What the Registry Record Tells You About NCT03576274

The ClinicalTrials.gov registry entry for NCT03576274 describes a study currently listed as completed. It is categorized as NA, which is the standard way researchers label where a study sits along the investigational pathway from early safety work through later efficacy and post-marketing evaluation. The registered enrollment target is 110 participants, a figure that helps gauge the scale of data the investigators plan to collect. The listed sponsor is Sidney Kimmel Comprehensive Cancer Center at Johns Hopkins, which has 311 total studies on file at ClinicalTrials.gov, and sponsors are the parties responsible for study design, oversight, and regulatory filings.

The record links to 3 conditions, with Exercise appearing as the primary indexed condition, and to 3 interventions — of which Technology Enhanced Home Exercise (TEHE) is the first listed. Interventions can include drugs, devices, procedures, behavioral programs, or observational arms, and each is tracked as a separate registry field so that downstream queries can filter accurately. When a trial lists multiple interventions, it usually reflects a multi-arm design or a comparison protocol rather than a single treatment being tested in isolation. The brief summary published in the registry is the clearest source of protocol intent and should be read before drawing conclusions from any sidebar tags.
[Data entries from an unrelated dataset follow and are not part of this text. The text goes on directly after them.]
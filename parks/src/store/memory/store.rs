use crate::errors::{ErrorKind, ParksError, ParksResult};
use crate::record::{Record, ID_FIELD};
use crate::spatial::{SpatialIndex, WithinBox};
use crate::store::ParkStoreProvider;
use parking_lot::RwLock;
use std::collections::HashSet;
use std::sync::atomic::{AtomicBool, AtomicU64, Ordering};
use std::sync::Arc;

/// Shared state of an in-memory reference collection.
///
/// # Purpose
/// `InMemoryDatabase` plays the part of the database server: its documents and
/// indexes outlive any single connection, so closing a store and dialing again
/// sees the same data, exactly as a remote store would behave.
///
/// Records and indexes sit behind separate reader/writer locks, so creating an
/// index never blocks concurrent reads.
///
/// # Fault injection
/// [`set_available`](InMemoryDatabase::set_available) makes every store
/// operation fail with `QueryError`, and
/// [`operation_count`](InMemoryDatabase::operation_count) reports how many
/// store operations reached the collection.
#[derive(Clone)]
pub struct InMemoryDatabase {
    inner: Arc<InMemoryDatabaseInner>,
}

struct InMemoryDatabaseInner {
    database_name: String,
    collection_name: String,
    records: RwLock<Vec<Record>>,
    indexes: RwLock<HashSet<SpatialIndex>>,
    available: AtomicBool,
    operations: AtomicU64,
}

impl InMemoryDatabase {
    pub fn new(database_name: &str, collection_name: &str) -> InMemoryDatabase {
        InMemoryDatabase {
            inner: Arc::new(InMemoryDatabaseInner {
                database_name: database_name.to_string(),
                collection_name: collection_name.to_string(),
                records: RwLock::new(Vec::new()),
                indexes: RwLock::new(HashSet::new()),
                available: AtomicBool::new(true),
                operations: AtomicU64::new(0),
            }),
        }
    }

    pub fn database_name(&self) -> &str {
        &self.inner.database_name
    }

    pub fn collection_name(&self) -> &str {
        &self.inner.collection_name
    }

    pub fn namespace(&self) -> String {
        format!("{}.{}", self.inner.database_name, self.inner.collection_name)
    }

    /// Number of documents currently stored.
    pub fn len(&self) -> usize {
        self.inner.records.read().len()
    }

    pub fn is_empty(&self) -> bool {
        self.inner.records.read().is_empty()
    }

    pub fn has_index(&self, index: &SpatialIndex) -> bool {
        self.inner.indexes.read().contains(index)
    }

    pub fn index_count(&self) -> usize {
        self.inner.indexes.read().len()
    }

    /// Removes every index while keeping the documents, as a server-side
    /// `dropIndexes` would.
    pub fn drop_indexes(&self) {
        self.inner.indexes.write().clear();
    }

    /// Toggles whether store operations succeed.
    pub fn set_available(&self, available: bool) {
        self.inner.available.store(available, Ordering::SeqCst);
    }

    /// Number of store operations that reached this collection.
    pub fn operation_count(&self) -> u64 {
        self.inner.operations.load(Ordering::SeqCst)
    }

    fn begin(&self, operation: &str) -> ParksResult<()> {
        self.inner.operations.fetch_add(1, Ordering::SeqCst);
        if self.inner.available.load(Ordering::SeqCst) {
            Ok(())
        } else {
            log::error!("{} failed on {}: database unavailable", operation, self.namespace());
            Err(ParksError::new(
                &format!("{} failed: in-memory database unavailable", operation),
                ErrorKind::QueryError,
            ))
        }
    }
}

/// In-memory implementation of [`ParkStoreProvider`].
///
/// One `InMemoryStore` is one connection to an [`InMemoryDatabase`]. Closing
/// it only invalidates this connection; the data stays in the database.
#[derive(Clone)]
pub struct InMemoryStore {
    inner: Arc<InMemoryStoreInner>,
}

struct InMemoryStoreInner {
    database: InMemoryDatabase,
    closed: AtomicBool,
}

impl InMemoryStore {
    pub fn new(database: InMemoryDatabase) -> InMemoryStore {
        InMemoryStore {
            inner: Arc::new(InMemoryStoreInner {
                database,
                closed: AtomicBool::new(false),
            }),
        }
    }

    pub fn database(&self) -> &InMemoryDatabase {
        &self.inner.database
    }

    fn check_opened(&self, operation: &str) -> ParksResult<()> {
        if self.inner.closed.load(Ordering::SeqCst) {
            log::error!("{} attempted on a closed store", operation);
            return Err(ParksError::new(
                &format!("{} failed: store is closed", operation),
                ErrorKind::QueryError,
            ));
        }
        self.inner.database.begin(operation)
    }
}

impl ParkStoreProvider for InMemoryStore {
    fn ensure_index(&self, index: &SpatialIndex) -> ParksResult<()> {
        self.check_opened("createIndex")?;
        let mut indexes = self.inner.database.inner.indexes.write();
        if indexes.insert(index.clone()) {
            log::debug!("Created index {} on {}", index.name(), self.namespace());
        }
        Ok(())
    }

    fn count(&self) -> ParksResult<u64> {
        self.check_opened("countDocuments")?;
        Ok(self.inner.database.inner.records.read().len() as u64)
    }

    fn insert_many(&self, records: Vec<Record>) -> ParksResult<usize> {
        self.check_opened("insertMany")?;
        let inserted = records.len();
        let mut stored = self.inner.database.inner.records.write();
        for mut record in records {
            if !record.contains_key(ID_FIELD) {
                record.insert(ID_FIELD, uuid::Uuid::new_v4().simple().to_string());
            }
            stored.push(record);
        }
        Ok(inserted)
    }

    fn find_all(&self) -> ParksResult<Vec<Record>> {
        self.check_opened("find")?;
        Ok(self.inner.database.inner.records.read().clone())
    }

    fn find_within(&self, filter: &WithinBox, limit: usize) -> ParksResult<Vec<Record>> {
        self.check_opened("find")?;
        let records = self.inner.database.inner.records.read();
        Ok(records
            .iter()
            .filter(|record| filter.matches(record))
            .take(limit)
            .cloned()
            .collect())
    }

    fn drop_collection(&self) -> ParksResult<()> {
        self.check_opened("drop")?;
        let database = &self.inner.database.inner;
        database.records.write().clear();
        database.indexes.write().clear();
        Ok(())
    }

    fn close(&self) -> ParksResult<()> {
        self.inner.closed.store(true, Ordering::SeqCst);
        Ok(())
    }

    fn is_closed(&self) -> bool {
        self.inner.closed.load(Ordering::SeqCst)
    }

    fn namespace(&self) -> String {
        self.inner.database.namespace()
    }
}

#[cfg(test)]
mod tests {
    use super::*;
    use serde_json::json;

    fn record(name: &str, lon: f64, lat: f64) -> Record {
        Record::from_value(json!({"name": name, "pos": [lon, lat]})).unwrap()
    }

    fn create_store() -> InMemoryStore {
        InMemoryStore::new(InMemoryDatabase::new("parks", "parkpoints"))
    }

    #[test]
    fn test_namespace() {
        assert_eq!(create_store().namespace(), "parks.parkpoints");
    }

    #[test]
    fn test_insert_assigns_ids() {
        let store = create_store();
        let mut with_id = record("a", 1.0, 1.0);
        with_id.insert(ID_FIELD, "fixed");
        assert_eq!(store.insert_many(vec![with_id, record("b", 2.0, 2.0)]).unwrap(), 2);

        let all = store.find_all().unwrap();
        assert_eq!(all[0].id(), Some("fixed".to_string()));
        assert!(all[1].id().is_some());
        assert_ne!(all[1].id(), Some("fixed".to_string()));
    }

    #[test]
    fn test_count_and_find_all() {
        let store = create_store();
        assert_eq!(store.count().unwrap(), 0);
        store
            .insert_many(vec![record("a", 1.0, 1.0), record("b", 2.0, 2.0)])
            .unwrap();
        assert_eq!(store.count().unwrap(), 2);
        assert_eq!(store.find_all().unwrap().len(), 2);
    }

    #[test]
    fn test_find_within_filters_and_limits() {
        let store = create_store();
        store
            .insert_many(vec![
                record("in1", 5.0, 5.0),
                record("out", 50.0, 50.0),
                record("in2", 6.0, 6.0),
            ])
            .unwrap();

        let filter = WithinBox::on_pos([0.0, 0.0], [10.0, 10.0]);
        let found = store.find_within(&filter, 40).unwrap();
        assert_eq!(found.len(), 2);
        assert!(found.iter().all(|r| r.get("name") != Some(&json!("out"))));

        let limited = store.find_within(&filter, 1).unwrap();
        assert_eq!(limited.len(), 1);
    }

    #[test]
    fn test_ensure_index_is_idempotent() {
        let store = create_store();
        let index = SpatialIndex::default();
        store.ensure_index(&index).unwrap();
        store.ensure_index(&index).unwrap();
        assert!(store.database().has_index(&index));
        assert_eq!(store.database().index_count(), 1);
    }

    #[test]
    fn test_drop_indexes_keeps_records() {
        let store = create_store();
        let index = SpatialIndex::default();
        store.ensure_index(&index).unwrap();
        store.insert_many(vec![record("a", 1.0, 1.0)]).unwrap();
        store.database().drop_indexes();
        assert!(!store.database().has_index(&index));
        assert_eq!(store.database().len(), 1);
        store.ensure_index(&index).unwrap();
        assert!(store.database().has_index(&index));
    }

    #[test]
    fn test_drop_collection_clears_records_and_indexes() {
        let store = create_store();
        store.ensure_index(&SpatialIndex::default()).unwrap();
        store.insert_many(vec![record("a", 1.0, 1.0)]).unwrap();
        store.drop_collection().unwrap();
        assert!(store.database().is_empty());
        assert_eq!(store.database().index_count(), 0);
        // dropping a missing collection is fine
        store.drop_collection().unwrap();
    }

    #[test]
    fn test_closed_store_rejects_operations() {
        let store = create_store();
        store.close().unwrap();
        assert!(store.is_closed());
        let err = store.count().unwrap_err();
        assert_eq!(err.kind(), &ErrorKind::QueryError);
        assert!(err.message().contains("closed"));
    }

    #[test]
    fn test_data_survives_reconnect() {
        let database = InMemoryDatabase::new("parks", "parkpoints");
        let first = InMemoryStore::new(database.clone());
        first.insert_many(vec![record("a", 1.0, 1.0)]).unwrap();
        first.close().unwrap();

        let second = InMemoryStore::new(database);
        assert_eq!(second.count().unwrap(), 1);
    }

    #[test]
    fn test_unavailable_database_fails_with_query_error() {
        let store = create_store();
        store.database().set_available(false);
        let err = store.find_all().unwrap_err();
        assert_eq!(err.kind(), &ErrorKind::QueryError);
        store.database().set_available(true);
        assert!(store.find_all().is_ok());
    }

    #[test]
    fn test_operation_count() {
        let store = create_store();
        store.count().unwrap();
        store.find_all().unwrap();
        assert_eq!(store.database().operation_count(), 2);
    }
}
Geographic footprint matters for practical reasons: NCT03576274 reports 1 study location spanning 1 distinct geographic area — top geographies include Maryland. A larger site network tends to correlate with broader recruitment capacity, but it does not imply anything about study quality, and site-level enrollment status can diverge from the overall registry status shown above. Every data point on this page comes from the public ClinicalTrials.gov dataset and is reproduced here for reference only; it is not a medical recommendation, an endorsement of the sponsor, or an invitation to enroll. Verify current status, eligibility criteria, and contact details directly at ClinicalTrials.gov, and discuss any participation decision with your own healthcare provider.

Frequently Asked Questions

What is clinical trial NCT03576274 about?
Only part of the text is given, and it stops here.